去内毒素质粒大提提取试剂盒
去内毒素质粒大提提取试剂盒 | |||
EndoFree Plasmid Maxi Kit | |||
产品编号: | 12362 | CAS号: | |
分子式: | 分子量: | ||
EINECS编号: |
纯化得到至多10 mg的无内毒素高转染级纯质粒或柯斯质粒DNA
EndoFree Plasmid Kits基于阴离子交换技术,可快速制备不含内毒素的质粒DNA。QIAfilter Cartridges过滤快速澄清裂解液。制备的DNA纯度超过两次CsCl梯度离心法所得DNA的纯度,适合超转染级纯的应用。

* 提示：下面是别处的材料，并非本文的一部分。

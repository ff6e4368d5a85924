//! Legacy two-table storage repository.

use std::collections::HashSet;

use async_trait::async_trait;
use sqlx::sqlite::{SqlitePool, SqlitePoolOptions};
use tracing::debug;

use super::model::{Inquiry, ReplyTicket};
use crate::source::FetchedMessage;
use crate::store::{MessageStore, StoreError};

/// Repository for the legacy inquiry/reply-ticket table pair.
#[derive(Debug)]
pub struct LegacyRepository {
    pool: SqlitePool,
}

impl LegacyRepository {
    /// Create a new repository with the given database path.
    ///
    /// Creates the database and tables if they don't exist.
    ///
    /// # Errors
    ///
    /// Returns an error if the database connection fails or schema creation fails.
    pub async fn new(database_path: &str) -> Result<Self, StoreError> {
        let url = format!("sqlite:{database_path}?mode=rwc");
        let pool = SqlitePoolOptions::new()
            .max_connections(5)
            .connect(&url)
            .await?;

        let repo = Self { pool };
        repo.initialize().await?;
        Ok(repo)
    }

    /// Create an in-memory repository for testing.
    ///
    /// # Errors
    ///
    /// Returns an error if the database connection fails or schema creation fails.
    pub async fn in_memory() -> Result<Self, StoreError> {
        let pool = SqlitePoolOptions::new()
            .max_connections(1)
            .connect("sqlite::memory:")
            .await?;

        let repo = Self { pool };
        repo.initialize().await?;
        Ok(repo)
    }

    /// Initialize database schema.
    ///
    /// Neither table has a source-identifier column; that is what makes
    /// this protocol unable to deduplicate.
    async fn initialize(&self) -> Result<(), StoreError> {
        sqlx::query(
            r"
            CREATE TABLE IF NOT EXISTS inquiries (
                id INTEGER PRIMARY KEY AUTOINCREMENT,
                sender_name TEXT NOT NULL DEFAULT '',
                sender_email TEXT NOT NULL DEFAULT '',
                subject TEXT NOT NULL DEFAULT '',
                body TEXT NOT NULL DEFAULT '',
                received_at TEXT NOT NULL,
                disposition INTEGER NOT NULL,
                routed_to TEXT NOT NULL DEFAULT '',
                category TEXT NOT NULL DEFAULT ''
            )
            ",
        )
        .execute(&self.pool)
        .await?;

        sqlx::query(
            r"
            CREATE TABLE IF NOT EXISTS reply_tickets (
                id INTEGER PRIMARY KEY AUTOINCREMENT,
                inquiry_id INTEGER NOT NULL REFERENCES inquiries(id),
                sender_email TEXT NOT NULL DEFAULT '',
                sender_name TEXT NOT NULL DEFAULT '',
                subject TEXT NOT NULL DEFAULT '',
                body TEXT NOT NULL DEFAULT '',
                sent_at TEXT NOT NULL,
                status INTEGER NOT NULL,
                handler TEXT NOT NULL DEFAULT '',
                attachment_name TEXT NOT NULL DEFAULT '',
                attachment_display_name TEXT NOT NULL DEFAULT '',
                attachment_size TEXT NOT NULL DEFAULT '0',
                created_at TEXT NOT NULL
            )
            ",
        )
        .execute(&self.pool)
        .await?;

        Ok(())
    }

    /// Persist one message as an inquiry plus a linked reply ticket,
    /// returning the inquiry's generated id.
    ///
    /// Both rows are written inside a single transaction: the inquiry
    /// first, because the ticket needs its generated id, so the two
    /// inserts cannot be reordered or batched. If the ticket insert
    /// fails, the transaction rolls back and the inquiry row never
    /// becomes visible.
    ///
    /// # Errors
    ///
    /// Returns an error if either insert or the commit fails.
    pub async fn insert_linked(&self, message: &FetchedMessage) -> Result<i64, StoreError> {
        let mut tx = self.pool.begin().await?;

        let inquiry = Inquiry::from_fetched(message);
        let result = sqlx::query(
            r"
            INSERT INTO inquiries
                (sender_name, sender_email, subject, body, received_at,
                 disposition, routed_to, category)
            VALUES (?, ?, ?, ?, ?, ?, ?, ?)
            ",
        )
        .bind(&inquiry.sender_name)
        .bind(&inquiry.sender_email)
        .bind(&inquiry.subject)
        .bind(&inquiry.body)
        .bind(inquiry.received_at.to_rfc3339())
        .bind(inquiry.disposition.code())
        .bind(&inquiry.routed_to)
        .bind(&inquiry.category)
        .execute(&mut *tx)
        .await?;

        let inquiry_id = result.last_insert_rowid();

        let ticket = ReplyTicket::for_inquiry(message, inquiry_id);
        sqlx::query(
            r"
            INSERT INTO reply_tickets
                (inquiry_id, sender_email, sender_name, subject, body, sent_at,
                 status, handler, attachment_name, attachment_display_name,
                 attachment_size, created_at)
            VALUES (?, ?, ?, ?, ?, ?, ?, ?, ?, ?, ?, ?)
            ",
        )
        .bind(ticket.inquiry_id)
        .bind(&ticket.sender_email)
        .bind(&ticket.sender_name)
        .bind(&ticket.subject)
        .bind(&ticket.body)
        .bind(ticket.sent_at.to_rfc3339())
        .bind(ticket.status.code())
        .bind(&ticket.handler)
        .bind(&ticket.attachment_name)
        .bind(&ticket.attachment_display_name)
        .bind(&ticket.attachment_size)
        .bind(ticket.created_at.to_rfc3339())
        .execute(&mut *tx)
        .await?;

        tx.commit().await?;
        debug!(inquiry_id, "persisted linked inquiry and reply ticket");

        Ok(inquiry_id)
    }
}

#[async_trait]
impl MessageStore for LegacyRepository {
    /// The legacy tables keep no source identifiers, so there is no
    /// window to deduplicate against.
    async fn dedup_window(&self) -> Result<Option<HashSet<String>>, StoreError> {
        Ok(None)
    }

    async fn persist(&self, message: &FetchedMessage) -> Result<i64, StoreError> {
        self.insert_linked(message).await
    }
}
//! Mail source adapter contract.

use async_trait::async_trait;

use super::model::FetchedMessage;

/// Errors an adapter can report while fetching from the remote mailbox.
///
/// Both variants abort the whole ingestion pass; there is no per-message
/// recovery at the source level.
#[derive(Debug, thiserror::Error)]
pub enum SourceError {
    /// The mailbox could not be reached (connect, list, or read failure).
    #[error("mail source unavailable: {0}")]
    Unavailable(String),

    /// The mailbox rejected the configured credentials.
    #[error("mail source authentication failed: {0}")]
    Authentication(String),
}

/// A remote mailbox the ingestion pipeline can fetch from.
///
/// Implementations own the whole connection lifecycle per call:
/// connect, authenticate, list, fetch, disconnect. A call either returns
/// the complete set of available messages or an error — never a partial
/// result. Calls must be safe to repeat; fetching does not delete or
/// mark messages on the server.
#[async_trait]
pub trait MailSource {
    /// Fetches every message currently available in the mailbox.
    ///
    /// # Errors
    ///
    /// Returns [`SourceError`] if the mailbox cannot be reached or the
    /// credentials are rejected.
    async fn fetch_all(&self) -> Result<Vec<FetchedMessage>, SourceError>;
}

EndoFree Plasmid Buffer Set可用于制备10次mega规模或5次giga规模转染级纯质粒或科斯质粒DNA制备。
EndoFree Plasmid Kit将高效的内毒素去除步骤整合到质粒纯化流程中,不需要额外步骤,也不需用亲和柱去除脂多糖。通过QIAfilter Mega-Giga Cartridge过滤细菌裂解液,并使用重力流QIAGEN-tip阴离子交换柱纯化质粒DNA。产量可达10 mg(Giga)、2.5 mg(Mega)、500 μg(Maxi)DNA。纯化的DNA无内毒素(<0.1 EU/µg DNA)。
选用EndoFree Plasmid Mega Kit而非EndoFree Plasmid Giga Kit纯化低拷贝质粒和科斯质粒,将会得到更好的效果,因为后者需要较大的培养体积,而QIAfilter Mega-Giga Cartridge的容量有限。
EndoFree Plasmid Kits去除细菌在裂解过程中释放的内毒素,内毒素会影响原代细胞和敏感培养细胞的DNA转染。从EndoFree Plasmid Kits得到的无内毒素DNA高度适用于可重复且结果可靠的转染(参见”Plasmid purification method versus transfection efficiency“和”Plasmid purity versus transfection efficiency“及表”Endotoxin levels in plasmid preparations”和”EndoFree DNA yields high transfection efficiencies with primary cells”)。QIAGEN超纯无内毒素DNA也适用于基因治疗研究和其他敏感应用。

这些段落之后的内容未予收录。